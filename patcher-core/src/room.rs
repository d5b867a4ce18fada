//! Room headers, tilesets and the editable block layers they point to.

use log::debug;

use crate::address::{Field, GameData};
use crate::rle;
use crate::rom::Rom;
use crate::{PatcherError, Result};

const ROOM_ENTRY_SIZE: usize = 0x3C;
const TILESET_ENTRY_SIZE: usize = 0x14;

/// A decompressed room layer.
///
/// The layer remembers which pointer it was loaded through so `commit` can
/// redirect that pointer if the recompressed data no longer fits.
#[derive(Debug, Clone)]
pub struct BlockLayer {
    pointer_addr: usize,
    width: u8,
    height: u8,
    cells: Vec<u8>,
    reserved: usize,
}

impl BlockLayer {
    /// Loads the layer whose header address is stored at `pointer_addr`.
    pub fn open(rom: &Rom, pointer_addr: usize) -> Result<Self> {
        let addr = rom.read_ptr(pointer_addr)?;
        let width = rom.read_u8(addr)?;
        let height = rom.read_u8(addr + 1)?;
        let (cells, reserved) = rle::decompress(rom.data(), addr + 2)?;

        let expected = width as usize * height as usize * 2;
        if cells.len() != expected {
            return Err(PatcherError::LayerSize {
                addr,
                width,
                height,
                expected,
                actual: cells.len(),
            });
        }

        Ok(Self {
            pointer_addr,
            width,
            height,
            cells,
            reserved,
        })
    }

    pub fn width(&self) -> u8 {
        self.width
    }

    pub fn height(&self) -> u8 {
        self.height
    }

    pub fn pointer_addr(&self) -> usize {
        self.pointer_addr
    }

    /// Compressed bytes available at the current location.
    pub fn reserved(&self) -> usize {
        self.reserved
    }

    fn index(&self, x: usize, y: usize) -> Result<usize> {
        let (width, height) = (self.width as usize, self.height as usize);
        if x >= width || y >= height {
            return Err(PatcherError::BlockOutOfBounds {
                x,
                y,
                width,
                height,
            });
        }
        Ok((y * width + x) * 2)
    }

    pub fn get(&self, x: usize, y: usize) -> Result<u16> {
        let idx = self.index(x, y)?;
        Ok(u16::from_le_bytes([self.cells[idx], self.cells[idx + 1]]))
    }

    pub fn set(&mut self, x: usize, y: usize, value: u16) -> Result<()> {
        let idx = self.index(x, y)?;
        self.cells[idx..idx + 2].copy_from_slice(&value.to_le_bytes());
        Ok(())
    }

    /// Recompresses the cells and writes them back.
    ///
    /// Data that still fits is overwritten in place; otherwise it moves to
    /// free space and the owning pointer is updated.
    pub fn commit(&mut self, rom: &mut Rom) -> Result<()> {
        let encoded = rle::compress(&self.cells);
        let addr = if encoded.len() > self.reserved {
            let addr = rom.reserve_free_space(encoded.len() + 2, 1)?;
            rom.write_ptr(self.pointer_addr, addr)?;
            debug!(
                "Relocated layer at pointer {:#X} to {:#X} ({} > {} bytes)",
                self.pointer_addr,
                addr,
                encoded.len(),
                self.reserved
            );
            addr
        } else {
            rom.read_ptr(self.pointer_addr)?
        };

        rom.write_u8(addr, self.width)?;
        rom.write_u8(addr + 1, self.height)?;
        rom.write_bytes(addr + 2, &encoded)?;
        self.reserved = encoded.len();
        Ok(())
    }
}

#[derive(Copy, Clone, Debug, Eq, PartialEq, Hash)]
pub enum LayerKind {
    Bg1,
    Bg2,
    Clip,
}

impl LayerKind {
    const fn pointer_offset(self) -> usize {
        match self {
            LayerKind::Bg1 => 0xC,
            LayerKind::Bg2 => 0x10,
            LayerKind::Clip => 0x14,
        }
    }
}

#[derive(Debug, Clone, Copy)]
pub struct RoomEntry {
    area: u8,
    room: u8,
    addr: usize,
}

impl RoomEntry {
    pub fn new(rom: &Rom, gd: &GameData, area: u8, room: u8) -> Result<Self> {
        let table = gd.get(Field::AreaRoomEntryPtrs)?;
        let addr = rom.read_ptr(table + area as usize * 4)? + room as usize * ROOM_ENTRY_SIZE;
        Ok(Self { area, room, addr })
    }

    pub fn area(&self) -> u8 {
        self.area
    }

    pub fn room(&self) -> u8 {
        self.room
    }

    pub fn addr(&self) -> usize {
        self.addr
    }

    pub fn layer_pointer(&self, kind: LayerKind) -> usize {
        self.addr + kind.pointer_offset()
    }

    pub fn load_layer(&self, rom: &Rom, kind: LayerKind) -> Result<BlockLayer> {
        BlockLayer::open(rom, self.layer_pointer(kind))
    }

    pub fn tileset(&self, rom: &Rom) -> Result<u8> {
        rom.read_u8(self.addr)
    }

    pub fn default_sprite_layout_addr(&self, rom: &Rom) -> Result<usize> {
        rom.read_ptr(self.addr + 0x20)
    }

    pub fn default_spriteset(&self, rom: &Rom) -> Result<u8> {
        rom.read_u8(self.addr + 0x24)
    }
}

#[derive(Debug, Clone, Copy)]
pub struct Tileset {
    addr: usize,
}

impl Tileset {
    pub fn new(gd: &GameData, id: u8) -> Result<Self> {
        let addr = gd.get(Field::TilesetEntries)? + id as usize * TILESET_ENTRY_SIZE;
        Ok(Self { addr })
    }

    pub fn palette_pointer(&self) -> usize {
        self.addr + 4
    }

    pub fn rle_tilemap_addr(&self, rom: &Rom) -> Result<usize> {
        rom.read_ptr(self.addr + 0xC)
    }
}

#[cfg(test)]
mod tests {
    use super::*;
    use crate::rom::{blank_rom, ROM_OFFSET};
    use crate::testutil::{write_layer, Fixture};

    const PTR: usize = 0x1000;
    const LAYER: usize = 0x2000;

    fn grid(width: u8, height: u8) -> Vec<u16> {
        (0..width as u16 * height as u16).map(|i| i % 3).collect()
    }

    #[test]
    fn reads_cells_by_coordinate() {
        let mut rom = blank_rom();
        let cells = grid(4, 3);
        write_layer(&mut rom, LAYER, 4, 3, &cells);
        rom.write_ptr(PTR, LAYER).unwrap();

        let layer = BlockLayer::open(&rom, PTR).unwrap();
        assert_eq!((layer.width(), layer.height()), (4, 3));
        assert_eq!(layer.get(1, 2).unwrap(), cells[2 * 4 + 1]);
        assert_eq!(layer.get(3, 0).unwrap(), cells[3]);
    }

    #[test]
    fn coordinates_do_not_wrap() {
        let mut rom = blank_rom();
        write_layer(&mut rom, LAYER, 4, 3, &grid(4, 3));
        rom.write_ptr(PTR, LAYER).unwrap();

        let mut layer = BlockLayer::open(&rom, PTR).unwrap();
        assert!(matches!(
            layer.set(4, 0, 1),
            Err(PatcherError::BlockOutOfBounds { x: 4, y: 0, .. })
        ));
        assert!(layer.get(0, 3).is_err());
        assert!(layer.set(3, 2, 0x1FF).is_ok());
    }

    #[test]
    fn header_and_body_must_agree() {
        let mut rom = blank_rom();
        write_layer(&mut rom, LAYER, 4, 3, &grid(4, 3));
        rom.write_u8(LAYER + 1, 4).unwrap();
        rom.write_ptr(PTR, LAYER).unwrap();
        assert!(matches!(
            BlockLayer::open(&rom, PTR),
            Err(PatcherError::LayerSize { expected: 32, actual: 24, .. })
        ));
    }

    #[test]
    fn commit_in_place_keeps_pointer() {
        let mut rom = blank_rom();
        let cells = vec![7u16; 16 * 16];
        write_layer(&mut rom, LAYER, 16, 16, &cells);
        rom.write_ptr(PTR, LAYER).unwrap();

        let mut layer = BlockLayer::open(&rom, PTR).unwrap();
        let reserved = layer.reserved();
        layer.set(0, 0, 7).unwrap();
        layer.commit(&mut rom).unwrap();
        assert_eq!(rom.read_ptr(PTR).unwrap(), LAYER);
        assert_eq!(layer.reserved(), reserved);
        assert_eq!(rom.free_space().cursor(), 0x7E_0000);
    }

    #[test]
    fn commit_relocates_when_data_grows() {
        let mut rom = blank_rom();
        write_layer(&mut rom, LAYER, 16, 16, &vec![0u16; 16 * 16]);
        rom.write_ptr(PTR, LAYER).unwrap();

        let mut layer = BlockLayer::open(&rom, PTR).unwrap();
        let mut expected = vec![0u16; 16 * 16];
        for y in 0..16 {
            for x in (0..16).step_by(2) {
                let value = (x * 3 + y) as u16 | 0x100;
                layer.set(x, y, value).unwrap();
                expected[y * 16 + x] = value;
            }
        }
        layer.commit(&mut rom).unwrap();

        let moved = rom.read_ptr(PTR).unwrap();
        assert_eq!(moved, 0x7E_0000);
        assert_eq!(rom.read_u32(PTR).unwrap(), moved as u32 + ROM_OFFSET);

        let reopened = BlockLayer::open(&rom, PTR).unwrap();
        for y in 0..16 {
            for x in 0..16 {
                assert_eq!(reopened.get(x, y).unwrap(), expected[y * 16 + x]);
            }
        }

        // A second commit of the same cells fits where the first one went.
        layer.commit(&mut rom).unwrap();
        assert_eq!(rom.read_ptr(PTR).unwrap(), moved);
    }

    #[test]
    fn room_entry_points_at_its_layers() {
        let mut fx = Fixture::new();
        fx.add_room(2, 5, 6, 4, &[1; 24], &[0; 24]);
        let gd = fx.gd();
        let entry = RoomEntry::new(&fx.rom, &gd, 2, 5).unwrap();
        assert_eq!(entry.area(), 2);
        assert_eq!(entry.layer_pointer(LayerKind::Clip), entry.addr() + 0x14);

        let bg1 = entry.load_layer(&fx.rom, LayerKind::Bg1).unwrap();
        assert_eq!(bg1.get(5, 3).unwrap(), 1);
        let bg2 = entry.load_layer(&fx.rom, LayerKind::Bg2).unwrap();
        assert_eq!((bg2.width(), bg2.height()), (6, 4));
    }
}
+++++
■ **Task instructions**:
Reproduce exactly, and with no other material, the lines between those holding "#[derive(Copy, Clone, Debug, Eq, PartialEq, Hash)]" and "pub fn new(rom: &Rom, gd: &GameData, area: u8, room: u8)", inclusive.

■ **Solution to the exercise**:
#[derive(Copy, Clone, Debug, Eq, PartialEq, Hash)]
pub enum LayerKind {
    Bg1,
    Bg2,
    Clip,
}

impl LayerKind {
    const fn pointer_offset(self) -> usize {
        match self {
            LayerKind::Bg1 => 0xC,
            LayerKind::Bg2 => 0x10,
            LayerKind::Clip => 0x14,
        }
    }
}

#[derive(Debug, Clone, Copy)]
pub struct RoomEntry {
    area: u8,
    room: u8,
    addr: usize,
}

impl RoomEntry {
    pub fn new(rom: &Rom, gd: &GameData, area: u8, room: u8) -> Result<Self> {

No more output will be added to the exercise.